Timing of neutrophil activation and expression of proinflammatory markers do not support a role for neutrophils in cervical ripening in the mouse

The mechanisms that facilitate remodeling of the cervix in preparation for and during parturition remain poorly understood. In the current study, we have evaluated the timing of inflammatory cell migration in cervix through comparisons between wild-type mice and steroid 5alpha-reductase type 1 null mice (Srd5a1^-/-), which fail to undergo cervical ripening due to insufficient local progesterone metabolism. The timing of migration and distribution of macrophages, monocytes, and neutrophils were examined using cervices from wild-type and Srd5a1^-/- mice before Day 15 (d15) and during cervical ripening (late d18), and postpartum (d19). Neutrophil numbers were quantitated by cell counts and activity was estimated by measurement of myeloperoxidase activity.

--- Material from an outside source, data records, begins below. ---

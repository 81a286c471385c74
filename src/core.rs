use serde::{Deserialize, Serialize};

/// A 32-byte BLAKE3 hash used for content-addressing and change detection.
///
/// In `taskmill`, this serves two primary purposes:
/// 1. It identifies build nodes: the id of a node is a hash over its rule
///    kind, arguments and dependency ids, so two identical tag expressions
///    collapse into one node.
/// 2. It fingerprints node inputs to decide whether a cached artifact is
///    still valid. Fingerprints are computed from file *contents*, never
///    modification times, because task trees are routinely fresh checkouts
///    with meaningless timestamps.
#[derive(Clone, Copy, PartialEq, Eq, Hash, Default, Serialize, Deserialize)]
pub(crate) struct Hash32([u8; 32]);

impl<T> From<T> for Hash32
where
    T: Into<[u8; 32]>,
{
    fn from(value: T) -> Self {
        Hash32(value.into())
    }
}

impl Hash32 {
    pub(crate) fn hash(buffer: impl AsRef<[u8]>) -> Self {
        blake3::Hasher::new()
            .update(buffer.as_ref())
            .finalize()
            .into()
    }

    pub(crate) fn hash_file(path: impl AsRef<std::path::Path>) -> std::io::Result<Self> {
        Ok(blake3::Hasher::new().update_mmap(path)?.finalize().into())
    }

    pub(crate) fn to_hex(self) -> String {
        const HEX: &[u8; 16] = b"0123456789abcdef";
        let mut acc = vec![0u8; 64];

        for (i, &byte) in self.0.iter().enumerate() {
            acc[i * 2] = HEX[(byte >> 4) as usize];
            acc[i * 2 + 1] = HEX[(byte & 0xF) as usize];
        }

        String::from_utf8(acc).unwrap()
    }

    pub(crate) fn as_bytes(&self) -> &[u8; 32] {
        &self.0
    }

    /// First four bytes as a big-endian integer, used to derive stable
    /// generator seeds.
    pub(crate) fn prefix_u32(&self) -> u32 {
        u32::from_be_bytes([self.0[0], self.0[1], self.0[2], self.0[3]])
    }
}

impl std::fmt::Debug for Hash32 {
    fn fmt(&self, f: &mut std::fmt::Formatter<'_>) -> std::fmt::Result {
        write!(f, "Hash32({})", self.to_hex())
    }
}

/// Incremental hasher over a sequence of byte parts. Each part is
/// length-prefixed so that `["ab", "c"]` and `["a", "bc"]` never collide.
#[derive(Default)]
pub(crate) struct Blake3Hasher(blake3::Hasher);

impl Blake3Hasher {
    pub(crate) fn push(&mut self, part: impl AsRef<[u8]>) -> &mut Self {
        let part = part.as_ref();
        self.0.update(&(part.len() as u64).to_le_bytes());
        self.0.update(part);
        self
    }

    pub(crate) fn finish(self) -> Hash32 {
        let bytes: [u8; 32] = self.0.finalize().into();
        Hash32::from(bytes)
    }
}

/// Deterministic identity of a build node.
#[derive(Clone, Copy, PartialEq, Eq, Hash, Serialize, Deserialize)]
pub struct NodeId(pub(crate) Hash32);

impl NodeId {
    pub fn to_hex(self) -> String {
        self.0.to_hex()
    }

    /// Shortened hex form used in generated file names.
    pub(crate) fn short(self) -> String {
        let mut hex = self.0.to_hex();
        hex.truncate(12);
        hex
    }
}

impl std::fmt::Debug for NodeId {
    fn fmt(&self, f: &mut std::fmt::Formatter<'_>) -> std::fmt::Result {
        write!(f, "NodeId({})", self.short())
    }
}

#[cfg(test)]
mod tests {
    use super::*;

    #[test]
    fn hex_renders_every_byte() {
        let hash = Hash32::hash(b"taskmill");
        let hex = hash.to_hex();
        assert_eq!(hex.len(), 64);
        assert!(hex.chars().all(|c| c.is_ascii_hexdigit()));
    }

    #[test]
    fn hashing_is_stable() {
        assert_eq!(Hash32::hash(b"abc"), Hash32::hash(b"abc"));
        assert_ne!(Hash32::hash(b"abc"), Hash32::hash(b"abd"));
    }

    #[test]
    fn parts_are_length_prefixed() {
        let mut a = Blake3Hasher::default();
        a.push("ab").push("c");
        let mut b = Blake3Hasher::default();
        b.push("a").push("bc");
        assert_ne!(a.finish(), b.finish());
    }
}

The mRNA and/or protein expression of neutrophil chemoattractants, CXCL2 and CXCL1, and other proinflammatory and adhesion molecules, including ILA, IL1B, TNF, CCL11, CCL5, CCL3, ITGAM, and ICAM1, were measured in cervices collected before, during, and after birth. The effect of neutrophil depletion on parturition was tested. Tissue macrophages, myeloperoxidase activity, and expression of proinflammatory molecules are not increased within the cervix until after birth. Neutrophil numbers do not change after birth and neutrophil depletion before term has no effect on timing or success of parturition. These results suggest that cervical ripening does not require neutrophils. Moreover, neutrophil activation and a general inflammatory response are not initiated within the cervix until shortly after parturition. The timing of inflammatory cell migration and activation in pregnant cervix suggest a role for these cells in postpartum remodeling of the cervix rather than in the initiation of cervical ripening at parturition.